Tras un recorrido efectuado la tarde del jueves 30 y viernes 31 de diciembre, por las diferentes manzanas, calles y avenidas principales de toda la urbanización, se pudo observar que no hay tantos “años viejos”, como en épocas pasadas.

Ni siquiera en los establecimientos comerciales que tradicionalmente ponen los muñecos para que sus clientes dejen “caridad”, hubo muchos.

Algunos vecinos consultados manifestaron que las restricciones impuestas por las autoridades debido a la situación sanitaria del país incidieron para que este año no se animen a comprar o construir un monigote.

A pesar de ello, en la avenida Carlos Luis Plaza Dañín esta vez se instalaron tres comerciantes quienes los ofertan por precios que van desde los 10 dólares en adelante. El negocio tampoco ha sido bueno para estos.

Ausentes en casas y locales

El recorrido para observar las figuras que van a incinerar los atarazaneños, empezó por las manzanas A, B, C, D, E y F.

En esta área de la urbanización solo en dos establecimientos estaban colocados una figura de Angry Birds, un Pato Juan y un dinosaurio.

Luego en la manzana H, al interior del restaurante El pollo de la piedra verde, también tienen un muñeco. Por la I y la J no se observó a ninguna figura.

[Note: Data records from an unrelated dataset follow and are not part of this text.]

//! Scheduling: validate a create request and set up empty standings.

use crate::directory::ParticipantDirectory;
use crate::models::{
    Participant, Tournament, TournamentCreate, TournamentError, TournamentStandings, MAX_NAME_LEN,
};
use std::collections::HashSet;

/// Validate `create` against the directory and build the tournament with an empty bracket.
///
/// All failed checks are reported together in `TournamentError::Validation`.
pub fn schedule_tournament(
    create: &TournamentCreate,
    directory: &ParticipantDirectory,
) -> Result<(Tournament, TournamentStandings), TournamentError> {
    log::trace!("schedule_tournament({create:?})");
    let mut errors = Vec::new();

    let name = create.name.as_deref().map(str::trim).unwrap_or_default();
    if name.is_empty() {
        errors.push("No name given".to_string());
    } else if name.chars().count() > MAX_NAME_LEN {
        errors.push(format!("Name longer than {MAX_NAME_LEN} characters"));
    }
    if create.start_date >= create.end_date {
        errors.push("Start date must be before end date".to_string());
    }
    if create.participants.len() < 2 {
        errors.push("At least 2 participants are required".to_string());
    }

    let mut seen = HashSet::new();
    let mut participants: Vec<Participant> = Vec::with_capacity(create.participants.len());
    for &horse_id in &create.participants {
        if !seen.insert(horse_id) {
            errors.push(format!("Horse {horse_id} is entered more than once"));
            continue;
        }
        match directory.get(horse_id) {
            Some(p) => participants.push(p.unseeded()),
            None => errors.push(format!("Horse {horse_id} does not exist")),
        }
    }

    if !errors.is_empty() {
        log::warn!("Validation of tournament for create failed: {errors:?}");
        return Err(TournamentError::Validation(errors));
    }

    let tournament = Tournament::new(name, create.start_date, create.end_date);
    let standings = TournamentStandings::new(tournament.id, name, participants);
    log::debug!(
        "scheduled tournament {} ({}) with {} participants",
        tournament.id,
        tournament.name,
        standings.participants.len()
    );
    Ok((tournament, standings))
}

En la avenida Roberto Gilbert (manzanas G y E) tres locales, entre ellos dos farmacias y un consultorio pusieron pequeños en los exteriores. Esto es bastante inusual ya que, por la existencia de decenas de consultorios, locales de venta de diferentes artículos, restaurantes y otros, todos los años ha habido personajes de papel y cartón en sus portales.

Por las peatonales y vehiculares de las manzanas P y Q, cerca al hospital de Solca (avenida Atahualpa Chávez), no se divisó que los dueños de casas y propietarios de negocios tengan “años viejos”. Lo mismo pasa por el lado de las manzanas L y M, de la avenida Carlos Luis Plaza Danín.

En la O y en las casas de la M que dan hacia el interior de la ciudadela, se observó dos figuras en una casa y otra en una tienda de esta zona.

Ventas bajas

Don Leonel Quintana volvió como hace otros años a comercializar muñecos en los bajos del bloque 4, de La Atarazana.

En 2020 trajo cerca de 360 y solo le sobraron 20. En esta ocasión puso en la vereda 160 y hasta el jueves por la tarde había negociado cerca de un centenar.

“No está buena la comercialización por estos días. Las medidas del COE, la pandemia y la falta de recursos inciden para que la gente no nos compre”.

A unos pocos metros, al pie del parque, de los mismos multifamiliares se encuentra don Alfredo. Sus figuras están hechas de viruta, camisas, pantalones viejos y caretas que él mismo elabora.

Desde el martes 28 de diciembre, apenas pudo vender 12 “años viejos”. No está seguro si el próximo Fin de Año se anime a construir.

Invirtió un pequeño capital que tenía, pero no sabe si va a recuperarlo, peor tener ganancias.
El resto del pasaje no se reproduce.